Does anyone have a source for a "Cross" style rollerball refill? I hate to spend the time to create a custom closed end pen and stick a crappy ballpoint cartridge in it. Suggestions?

-X



----------



## woodsofourlives (Apr 24, 2009)

Check penrefillnow.com they have cross liquid ink refills


----------



## Xephius (Apr 24, 2009)

woodsofourlives said:


> Check penrefillnow.com they have cross liquid ink refills



That link is not working for me, http://www.penrefillsnow.com did work, but these seem to be the same as the standard ballpoint insert. Are these significantly better than other Cross inserts?

-X



----------



## Russianwolf (Apr 24, 2009)

you can't use a rollerball refill in a pen that isn't capped. The ink will dry up and clog.

The gel inks are the closest you'll get for either the parker style or cross style.


----------



## Xephius (Apr 24, 2009)

Right on Mike,

I will try out some of these cartridges to see how I like them, thanks for the info.

I never said I wasn't going to make a cap! But I will keep that in mind  Maybe I should just move up to a larger diameter to accommodate the rollerballs.

-X



----------



## wolftat (Apr 24, 2009)

Why are the $1.00 refills selling for $55 for 50, is this some sort of special sale?


----------



## Russianwolf (Apr 24, 2009)

Xephius said:


> Right on Mike,
> 
> I will try out some of these cartridges to see how I like them, thanks for the info.
> 
> ...



Take a look here.  
http://www.penturners.org/forum/showthread.php?t=45976

The Schmidt Rollerball is about the same diameter as the Parker, so it may fit in the 7mm tube as the parker does. As long as you figure a way to cut the airflow to the tip, the door is open.


----------



## Xephius (Apr 25, 2009)

wolftat said:


> Why are the $1.00 refills selling for $55 for 50, is this some sort of special sale?

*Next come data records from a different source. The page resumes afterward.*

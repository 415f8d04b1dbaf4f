//! Test helper functions for building results, blocks and snapshots.
//!
//! This module provides factory functions that keep scenario tests short and
//! consistent, plus a seeded generator for random round robins.

use rand::seq::SliceRandom;
use rand::{Rng, SeedableRng};
use rand_chacha::ChaCha8Rng;

use crate::advancement::{DownstreamMatch, Slot};
use crate::config::EngineConfig;
use crate::engine::{BlockSpec, Engine, TournamentSnapshot};
use crate::result::{MatchResult, MatchSide, PeriodScore, ResultKind};
use crate::team::{BlockId, MatchCode, Team, TeamId};

// =============================================================================
// Results
// =============================================================================

/// Creates a team whose name is derived from its id when `name` is empty.
pub fn team(id: u64, name: &str) -> Team {
    if name.is_empty() {
        Team::new(TeamId::new(id), &format!("Team {id}"))
    } else {
        Team::new(TeamId::new(id), name)
    }
}

/// A match side with a single-period score.
pub fn side(team: &Team, goals: u32) -> MatchSide {
    MatchSide::new(team.id, &team.name, vec![PeriodScore::from(goals)])
}

/// A confirmed block result; the kind and winner follow from the score.
pub fn played(code: &str, block: &str, home: (&Team, u32), away: (&Team, u32)) -> MatchResult {
    let (home_team, home_goals) = home;
    let (away_team, away_goals) = away;
    let kind = if home_goals == away_goals {
        ResultKind::Draw
    } else {
        ResultKind::Decided
    };
    let mut result = MatchResult::new(
        MatchCode::new(code),
        side(home_team, home_goals),
        side(away_team, away_goals),
        kind,
    )
    .in_block(BlockId::new(block));
    if home_goals > away_goals {
        result.winner = Some(home_team.id);
    } else if away_goals > home_goals {
        result.winner = Some(away_team.id);
    }
    result
}

/// A confirmed bracket result without a block.
pub fn bracket(code: &str, winner: &Team, loser: &Team) -> MatchResult {
    MatchResult::new(
        MatchCode::new(code),
        side(winner, 1),
        side(loser, 0),
        ResultKind::Decided,
    )
    .with_winner(winner.id)
}

/// A downstream match with two placeholder labels.
pub fn downstream(code: &str, home: &str, away: &str) -> DownstreamMatch {
    DownstreamMatch::new(MatchCode::new(code), Slot::open(home), Slot::open(away))
}

/// Engine with the default configuration.
pub fn engine() -> Engine {
    Engine::new(EngineConfig::default()).expect("default config is valid")
}

// =============================================================================
// Scenarios
// =============================================================================

/// The four teams of the reference block: Wakaba, Xenon, Yamato, Zuiho.
pub fn block_a_teams() -> [Team; 4] {
    [
        team(1, "Wakaba"),
        team(2, "Xenon"),
        team(3, "Yamato"),
        team(4, "Zuiho"),
    ]
}

/// A completed block where Wakaba wins all three (+7), Xenon goes 2-1,
/// Yamato 1-2 and Zuiho loses every match.
pub fn block_a_results() -> Vec<MatchResult> {
    let [w, x, y, z] = block_a_teams();
    vec![
        played("A-1", "A", (&w, 2), (&x, 0)),
        played("A-2", "A", (&y, 1), (&z, 0)),
        played("A-3", "A", (&w, 3), (&y, 0)),
        played("A-4", "A", (&x, 2), (&z, 1)),
        played("A-5", "A", (&z, 0), (&w, 2)),
        played("A-6", "A", (&x, 1), (&y, 0)),
    ]
}

/// A completed block where Xenon and Yamato finish level on every key.
pub fn tied_block_results() -> Vec<MatchResult> {
    let [w, x, y, z] = block_a_teams();
    vec![
        played("A-1", "A", (&w, 1), (&x, 0)),
        played("A-2", "A", (&w, 1), (&y, 0)),
        played("A-3", "A", (&w, 1), (&z, 0)),
        played("A-4", "A", (&x, 1), (&y, 1)),
        played("A-5", "A", (&x, 2), (&z, 0)),
        played("A-6", "A", (&y, 2), (&z, 0)),
    ]
}

/// Snapshot with block A declared on a closed roster.
pub fn block_a_snapshot(
    results: Vec<MatchResult>,
    later: Vec<DownstreamMatch>,
) -> TournamentSnapshot {
    TournamentSnapshot {
        blocks: vec![BlockSpec::new(BlockId::new("A")).with_roster(block_a_teams().to_vec())],
        results,
        downstream: later,
    }
}

/// Generates a complete single round robin for `teams` teams of `block`.
///
/// Team ids start at `first_id`. Scores are drawn from `0..4` with a seeded
/// `ChaCha8Rng`, so the same seed always yields the same results.
pub fn random_round_robin(seed: u64, block: &str, first_id: u64, teams: u64) -> Vec<MatchResult> {
    let mut rng = ChaCha8Rng::seed_from_u64(seed);
    let roster: Vec<Team> = (first_id..first_id + teams).map(|id| team(id, "")).collect();

    let mut results = Vec::new();
    for (i, home) in roster.iter().enumerate() {
        for away in &roster[i + 1..] {
            let code = format!("{block}-{}-{}", home.id, away.id);
            let home_goals = rng.gen_range(0..4);
            let away_goals = rng.gen_range(0..4);
            results.push(played(&code, block, (home, home_goals), (away, away_goals)));
        }
    }
    results
}

/// Returns `results` in an order shuffled by `seed`.
pub fn shuffled(mut results: Vec<MatchResult>, seed: u64) -> Vec<MatchResult> {
    let mut rng = ChaCha8Rng::seed_from_u64(seed);
    results.shuffle(&mut rng);
    results
}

It is simply a matter of supply and demand.... They know as the demand goes up, they can charge more right? Clearly if you order more pens, you have a higher demand and they should raise their prices.... Yea, that's sound logic.

Mike,

Thanks for the link to that pen and the details on the transmission. That will come in handy. Man that is a good looking pen too!

-X



----------



## titan2 (May 6, 2009)

wolftat said:


> Why are the $1.00 refills selling for $55 for 50, is this some sort of special sale?


 
*Yeah, my thoughts exactly!!!*
 
 
*Barney*


----------



## workinforwood (May 6, 2009)

I like to browse through office max..staples.  I know it can cost an extra dollar...but you don't pay the shipping...but the main reason is that I know the customer can go straight into the office store and buy a refill.  Some of the kit pens have re-fills that are not so easy to obtain.


----------